The decoding process will then call which samples are possible positive results, if any. In addition, the software will analyze the number of false positives that the multiplexing could have induced depending on the assay result. In general, the fewer positive assay well results will mean fewer called positive samples and fewer false positives.

7b) (manual) Decode assay

If for some reason the software is not available, or if you prefer to do the work manually, then you can decode the assay with paper and pen. To decode, look at the list of samples present in each well as listed in the design description.

For the first positive well, write down the ID of each sample onto a list and place a single tick mark next to the sample ID. For subsequent wells, look at the sample list and see if any of the sample names have been repeated. If they are repeated, add an additional tick mark next to the sample ID. If the well has a new sample ID, write that sample ID down in the list and place a single tick mark next to it.

After you have counted all of the hits for all of the sample IDs in the positive wells, highlight the samples that have the same number of ticks (hits) as the design has replicates. These samples with a high hit count are called as positives.
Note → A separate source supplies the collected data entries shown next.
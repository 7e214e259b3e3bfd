//! Reconstructs historical turn state from `thread/read` responses.
//!
//! The response shape varies across app-server releases: turns may sit under
//! `turns`, under a paginated `turnsPage.data`/`turns_page.data`, or the
//! thread may carry a bare `items` array with no turn envelope at all. The
//! walk below is a bounded breadth-first search over those shapes.

use std::collections::{HashSet, VecDeque};

use durango_protocol::{ClientMessage, CommandStatus, DurangoItem};
use serde_json::Value;

use crate::config::current_timestamp_ms;
use crate::translate::{Stamper, TurnStatus, extract_text, map_item, normalize_turn_status};

/// Keys descended through while searching for turn containers.
const DESCENT_KEYS: &[&str] = &["thread", "result", "payload", "response"];

#[derive(Debug)]
pub struct HydrationOutcome {
    pub messages: Vec<ClientMessage>,
    pub imported_item_count: usize,
}

struct TurnRecord {
    id: String,
    items: Vec<Value>,
    raw: Value,
}

/// Replay a `thread/read` response as `event.upsert` frames for the relay.
pub fn hydrate_thread(
    response: &Value,
    downstream_thread_id: &str,
    machine_id: &str,
) -> HydrationOutcome {
    let turns = collect_turns(response);

    let start = current_timestamp_ms().saturating_sub((turns.len() as u64 * 100).max(1));
    let mut stamper = Stamper::replay_starting_at(start);
    let mut messages = Vec::new();
    let mut imported = 0usize;

    for turn in &turns {
        let mut has_running_activity = false;
        let mut turn_item_count = 0usize;

        for raw_item in &turn.items {
            let mut mapped = map_item(raw_item, &turn.id, &mut stamper);
            if mapped.is_empty() {
                // Content is never silently lost: degrade to a plan item.
                let text = extract_text(raw_item)
                    .filter(|text| !text.trim().is_empty())
                    .unwrap_or_else(|| raw_item.to_string());
                let (id, timestamp) = stamper.stamp();
                mapped.push(DurangoItem::Plan {
                    id,
                    turn_id: turn.id.clone(),
                    timestamp,
                    text,
                });
            }
            for item in mapped {
                if matches!(
                    item,
                    DurangoItem::CommandExecution {
                        status: CommandStatus::Running,
                        ..
                    }
                ) {
                    has_running_activity = true;
                }
                messages.push(upsert(machine_id, downstream_thread_id, item));
                imported += 1;
                turn_item_count += 1;
            }
        }

        if let Some(status) = terminal_status(&turn.raw, has_running_activity, turn_item_count) {
            let text = serde_json::json!({
                "method": "turn/completed",
                "params": { "status": status.as_str() }
            })
            .to_string();
            let (id, timestamp) = stamper.stamp();
            messages.push(upsert(
                machine_id,
                downstream_thread_id,
                DurangoItem::Plan {
                    id,
                    turn_id: turn.id.clone(),
                    timestamp,
                    text,
                },
            ));
            imported += 1;
        }
    }

    HydrationOutcome {
        messages,
        imported_item_count: imported,
    }
}

fn upsert(machine_id: &str, thread_id: &str, item: DurangoItem) -> ClientMessage {
    ClientMessage::EventUpsert {
        request_id: item.turn_id().to_string(),
        machine_id: machine_id.to_string(),
        thread_id: thread_id.to_string(),
        run_id: None,
        item,
    }
}

/// Infer the turn's terminal status. Explicit candidates win; `running`
/// suppresses synthesis; a turn that imported items but carries no status at
/// all is assumed completed. A status that is present but unrecognized
/// synthesizes nothing: guessing a mapping would misreport the turn.
fn terminal_status(
    turn: &Value,
    has_running_activity: bool,
    imported_items: usize,
) -> Option<TurnStatus> {
    let candidates = [
        turn.get("status"),
        turn.get("result").and_then(|v| v.get("status")),
        turn.get("turn").and_then(|v| v.get("status")),
        turn.get("metadata").and_then(|v| v.get("status")),
    ];
    let mut saw_status = false;
    for candidate in candidates.into_iter().flatten() {
        let Some(raw) = candidate.as_str() else {
            continue;
        };
        saw_status = true;
        if let Some(status) = normalize_turn_status(raw) {
            return match status {
                TurnStatus::Running => None,
                terminal => Some(terminal),
            };
        }
    }
    if saw_status {
        return None;
    }

    if has_running_activity {
        None
    } else if imported_items > 0 {
        Some(TurnStatus::Completed)
    } else {
        None
    }
}

fn collect_turns(response: &Value) -> Vec<TurnRecord> {
    let mut queue: VecDeque<&Value> = VecDeque::new();
    let mut visited: HashSet<*const Value> = HashSet::new();
    queue.push_back(response);

    while let Some(node) = queue.pop_front() {
        let Some(map) = node.as_object() else {
            continue;
        };
        if !visited.insert(node as *const Value) {
            continue;
        }

        if let Some(turns) = map.get("turns").and_then(Value::as_array) {
            return turns.iter().map(normalize_turn_entry).collect();
        }
        let page = map
            .get("turnsPage")
            .or_else(|| map.get("turns_page"))
            .and_then(|page| page.get("data"))
            .and_then(Value::as_array);
        if let Some(turns) = page {
            return turns.iter().map(normalize_turn_entry).collect();
        }
        if let Some(items) = map.get("items").and_then(Value::as_array) {
            // A bare item list: treat the node itself as a single turn.
            let id = map
                .get("id")
                .and_then(Value::as_str)
                .map(str::to_string)
                .unwrap_or_else(|| uuid::Uuid::new_v4().to_string());
            return vec![TurnRecord {
                id,
                items: items.clone(),
                raw: node.clone(),
            }];
        }

        for key in DESCENT_KEYS {
            if let Some(child) = map.get(*key) {
                queue.push_back(child);
            }
        }
        if let Some(data) = map.get("data") {
            if !data.is_array() {
                queue.push_back(data);
            }
        }
    }

    Vec::new()
}

fn normalize_turn_entry(entry: &Value) -> TurnRecord {
    if entry.is_object() {
        let id = entry
            .get("id")
            .and_then(Value::as_str)
            .map(str::to_string)
            .unwrap_or_else(|| uuid::Uuid::new_v4().to_string());
        TurnRecord {
            id,
            items: items_of_turn(entry),
            raw: entry.clone(),
        }
    } else {
        TurnRecord {
            id: uuid::Uuid::new_v4().to_string(),
            items: vec![entry.clone()],
            raw: entry.clone(),
        }
    }
}

/// First non-empty array among the known item containers, else a wrapped
/// singular `item`/`message`, else nothing.
fn items_of_turn(turn: &Value) -> Vec<Value> {
    for key in ["items", "events", "messages", "output", "content"] {
        if let Some(entries) = turn.get(key).and_then(Value::as_array) {
            if !entries.is_empty() {
                return entries.to_vec();
            }
        }
    }
    for key in ["item", "message"] {
        if let Some(single) = turn.get(key) {
            return vec![single.clone()];
        }
    }
    Vec::new()
}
As an example, the S3 assay design has three replicates for each sample ID. Thus for the S3 design, we expect that any positive sample would be identified with three tick marks corresponding to three hits. Samples with fewer than the maximum hits are unlikely to be positive, as the positive results of each well can be caused by any one of the samples in the well being positive.

8) Validate positive results

Depending on the true positive rate, multiplexing can sometimes produce false positive results. These false positive rates will be noted in the decoding results. Depending on how the assay results will be used, positive samples can be retested in a follow up validation test done in a monoplex design. A monoplex design is used for validation because this pool is expected to have a high positive rate, and therefore does not benefit from multiplexing.